Leo blinked, set his half-filled coffee mug onto the table, glancing at Owain. “With what? If it has something to do with that file on the Murakami Cooperation—”

“Uh, not that.” Owain cut Leo off, his ears pinking. “Well, I mean yes, I do require some assistance with those documents, however, that is not the issue plaguing me at the moment.”

“Then, what is it?” Niles entered the room, holding a steaming cup of coffee.

“Ah, Niles, you’ve returned from your journey.”

“Yes, my treacherous journey to the recycling bin. It was filled with cardboard and empty plastic bottles.” Niles drawled. “I can regale you with the story at a later date if you wish. First, tell us, what is this problem you’re facing?”

Owain perked, though his ears were still pink. “Well, my problem is of a more… personal matter.”

Niles stared and then sipped his coffee. “How bold. At least let me finish my coffee.”

Leo sighed and looked at Niles who whistled and sipped more of his coffee. He then directed his gaze back to Owain. “What is this personal matter you wish to speak to us about?”

“It’s um… you know Clarine from accounting?”

Leo immediately pulled a mental image of the woman — petite, long light-coloured hair, prim, proper, always punctual, held a strong work ethic. “Yes.”

“She and I were having a discussion about housing and you know that house down 65th street, just off Maple Creek Road?”

“The what now?” Leo wasn’t in the habit of knowing every single street and road in the city.

Owain’s ears were now red. “You know, the area that flooded like five years ago? Everything underwater? People evacuated?”

Oh. That area. “Yes, I know of it.”

“Well, we ended up discussing that house and the rumours. Clarine said she doesn’t believe in supernatural and ghost and well we got into a heated argument and long story short—”

“You said you’d bring evidence.” Niles finished Owain’s sentence. “Well, I suppose we have some time next week to trapeze off to help you win an argument—”

“—I sort of told her I’d prove it to her tomorrow.” Owain blurted out, cutting Niles off. “Other wise she might accuse me of tampering with the evidence… or something.”

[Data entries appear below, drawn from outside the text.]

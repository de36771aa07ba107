//! The no-archive sink: a directory clone on disk.

use std::fs;
use std::io::Read;
use std::path::{Path, PathBuf};

use filetime::FileTime;
use tempfile::TempDir;

use crate::error::Result;
use crate::sink::{Sink, output_parent};

/// Writes entries as real files under a root directory.
///
/// Shared between [`DirectorySink`] and the SquashFS staging step.
/// Directory mtimes are recorded and applied at the end, deepest first,
/// because writing children would clobber them.
#[derive(Debug)]
pub(crate) struct TreeWriter {
    root: PathBuf,
    dir_times: Vec<(PathBuf, u64)>,
}

impl TreeWriter {
    pub(crate) fn new(root: PathBuf) -> Self {
        Self {
            root,
            dir_times: Vec::new(),
        }
    }

    pub(crate) fn root(&self) -> &Path {
        &self.root
    }

    pub(crate) fn dir(&mut self, arcname: &Path, mode: u32, mtime: u64) -> Result<()> {
        let path = self.root.join(arcname);
        fs::create_dir_all(&path)?;
        set_mode(&path, mode)?;
        self.dir_times.push((path, mtime));
        Ok(())
    }

    pub(crate) fn file(
        &mut self,
        arcname: &Path,
        mode: u32,
        mtime: u64,
        content: &mut dyn Read,
    ) -> Result<()> {
        let path = self.root.join(arcname);
        if let Some(parent) = path.parent() {
            fs::create_dir_all(parent)?;
        }
        let mut out = fs::File::create(&path)?;
        std::io::copy(content, &mut out)?;
        drop(out);
        set_mode(&path, mode)?;
        filetime::set_file_mtime(&path, FileTime::from_unix_time(mtime as i64, 0))?;
        Ok(())
    }

    pub(crate) fn symlink(&mut self, arcname: &Path, mtime: u64, target: &Path) -> Result<()> {
        let path = self.root.join(arcname);
        if let Some(parent) = path.parent() {
            fs::create_dir_all(parent)?;
        }
        #[cfg(unix)]
        std::os::unix::fs::symlink(target, &path)?;
        #[cfg(not(unix))]
        {
            let _ = target;
        }
        let t = FileTime::from_unix_time(mtime as i64, 0);
        let _ = filetime::set_symlink_file_times(&path, t, t);
        Ok(())
    }

    /// Apply the recorded directory mtimes, children before parents.
    pub(crate) fn apply_dir_times(&mut self) -> Result<()> {
        self.dir_times.sort();
        for (path, mtime) in self.dir_times.drain(..).rev() {
            filetime::set_file_mtime(&path, FileTime::from_unix_time(mtime as i64, 0))?;
        }
        Ok(())
    }
}

#[cfg(unix)]
fn set_mode(path: &Path, mode: u32) -> std::io::Result<()> {
    use std::os::unix::fs::PermissionsExt;
    fs::set_permissions(path, fs::Permissions::from_mode(mode & 0o7777))
}

#[cfg(not(unix))]
fn set_mode(_path: &Path, _mode: u32) -> std::io::Result<()> {
    Ok(())
}

/// The `no-archive` sink: stages into a temp directory next to the output
/// and renames it into place on finalize, so a failed run never leaves a
/// half-written clone behind.
#[derive(Debug)]
pub struct DirectorySink {
    stage: TempDir,
    writer: TreeWriter,
    output: PathBuf,
}

impl DirectorySink {
    /// Open a directory sink targeting `output`.
    ///
    /// # Errors
    ///
    /// I/O errors creating the staging directory.
    pub fn create(output: &Path) -> Result<Self> {
        let stage = TempDir::new_in(output_parent(output))?;
        let writer = TreeWriter::new(stage.path().to_path_buf());
        Ok(Self {
            stage,
            writer,
            output: output.to_path_buf(),
        })
    }

    /// Open a writer staging into an explicit directory with no final
    /// rename (the SquashFS sink feeds the staged tree to `mksquashfs`).
    pub(crate) fn staging(root: PathBuf) -> TreeWriter {
        TreeWriter::new(root)
    }
}

impl Sink for DirectorySink {
    fn add_directory(&mut self, arcname: &Path, mode: u32, mtime: u64) -> Result<()> {
        self.writer.dir(arcname, mode, mtime)
    }

    fn add_regular(
        &mut self,
        arcname: &Path,
        mode: u32,
        mtime: u64,
        _size: u64,
        content: &mut dyn Read,
    ) -> Result<()> {
        self.writer.file(arcname, mode, mtime, content)
    }

    fn add_symlink(&mut self, arcname: &Path, _mode: u32, mtime: u64, target: &Path) -> Result<()> {
        self.writer.symlink(arcname, mtime, target)
    }

    fn finalize(self: Box<Self>) -> Result<()> {
        let Self {
            stage,
            mut writer,
            output,
        } = *self;
        writer.apply_dir_times()?;
        let staged = stage.keep();
        if let Err(e) = fs::rename(&staged, &output) {
            let _ = fs::remove_dir_all(&staged);
            return Err(e.into());
        }
        tracing::debug!(output = %output.display(), "directory sink finalized");
        Ok(())
    }

    fn abort(self: Box<Self>) {
        // TempDir removes the staged tree on drop.
        drop(self);
    }
}

#[cfg(test)]
mod tests {
    use super::*;
    use std::io::Cursor;

    #[test]
    fn test_directory_clone() {
        let tmp = tempfile::tempdir().unwrap();
        let out = tmp.path().join("env");
        let mut sink = Box::new(DirectorySink::create(&out).unwrap());
        sink.add_directory(Path::new("bin"), 0o755, 1_000_000).unwrap();
        sink.add_regular(
            Path::new("bin/tool"),
            0o755,
            2_000_000,
            5,
            &mut Cursor::new(b"hello".to_vec()),
        )
        .unwrap();
        sink.add_symlink(Path::new("bin/alias"), 0o777, 0, Path::new("tool"))
            .unwrap();
        (sink as Box<dyn Sink>).finalize().unwrap();

        assert_eq!(fs::read(out.join("bin/tool")).unwrap(), b"hello");
        #[cfg(unix)]
        {
            use std::os::unix::fs::PermissionsExt;
            let mode = fs::metadata(out.join("bin/tool")).unwrap().permissions().mode();
            assert_eq!(mode & 0o777, 0o755);
            assert_eq!(
                fs::read_link(out.join("bin/alias")).unwrap(),
                PathBuf::from("tool")
            );
        }
        let mtime = fs::metadata(out.join("bin/tool"))
            .unwrap()
            .modified()
            .unwrap()
            .duration_since(std::time::UNIX_EPOCH)
            .unwrap()
            .as_secs();
        assert_eq!(mtime, 2_000_000);
    }

    #[test]
    fn test_abort_removes_staging() {
        let tmp = tempfile::tempdir().unwrap();
        let out = tmp.path().join("env");
        let mut sink = Box::new(DirectorySink::create(&out).unwrap());
        sink.add_regular(Path::new("f"), 0o644, 0, 1, &mut Cursor::new(b"x".to_vec()))
            .unwrap();
        (sink as Box<dyn Sink>).abort();
        assert!(!out.exists());
        assert_eq!(fs::read_dir(tmp.path()).unwrap().count(), 0);
    }
}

Tonight. Leo looked back at his report and then the time at the bottom of his screen. It read “17:34”. He then looked back at Owain who at least had the common sense to fidget a little.

“Tomorrow.” Leo breathed deeply. “You have to show it to her tomorrow?”

“Well… I like winning and I sort of don’t want to lose the money…”

“You’re now making bets?” Leo exhaled sharply.

“I didn’t mean to! It was sort of in the… heat of the moment…” Owain bit his lip. “Please? Leo? Niles? I’ll do the household chores for a week. And I’ll actually clean out that one filing cabinet you’ve asked me to go through for like a month. And I won’t burst into your offices just to kiss you and…”

“Enough.” Leo cut Owain off. “How much money did you bet with Clarine?”

Owain looked at his feet. Leo waited. Owain shuffled and then mumbled the answer. Leo sharply exhaled.

“I’m sorry! She said because she’s betting that much it’s only fair that I equal or match it because other wise it wouldn’t be worth it and…”

“Coffee.” Leo held out his mug. “You’re going to make me coffee. You’re going to bring it back to me and then you’re going to leave me alone until at least ten thirty. That house is a good half and hour drive. This report isn’t going to write itself.”

“Leo…” Owain’s eyes watered. You mean it?”

Owain rushed at him and hugged Leo tightly. Leo fought the urge to smile and wrap his arms around Owain.

Leo flushed. “Don’t make me change my mind.”

“Of course, I won’t!” Owain pulled away. “I’ll be on my best behaviour!”

He then took Leo’s coffee mug and with a kiss to Leo’s cheek, scuttled away. A beat passed before Niles walked over to Leo, pressing a kiss to the top of Leo’s head.

“He’ll go with or without us you know.”

“I know.” Leo groaned. “Hence I better work. This report isn’t going to write itself.”

“I’ll leave you to it.” Niles kissed Leo’s head one more time before he glided out, vanishing.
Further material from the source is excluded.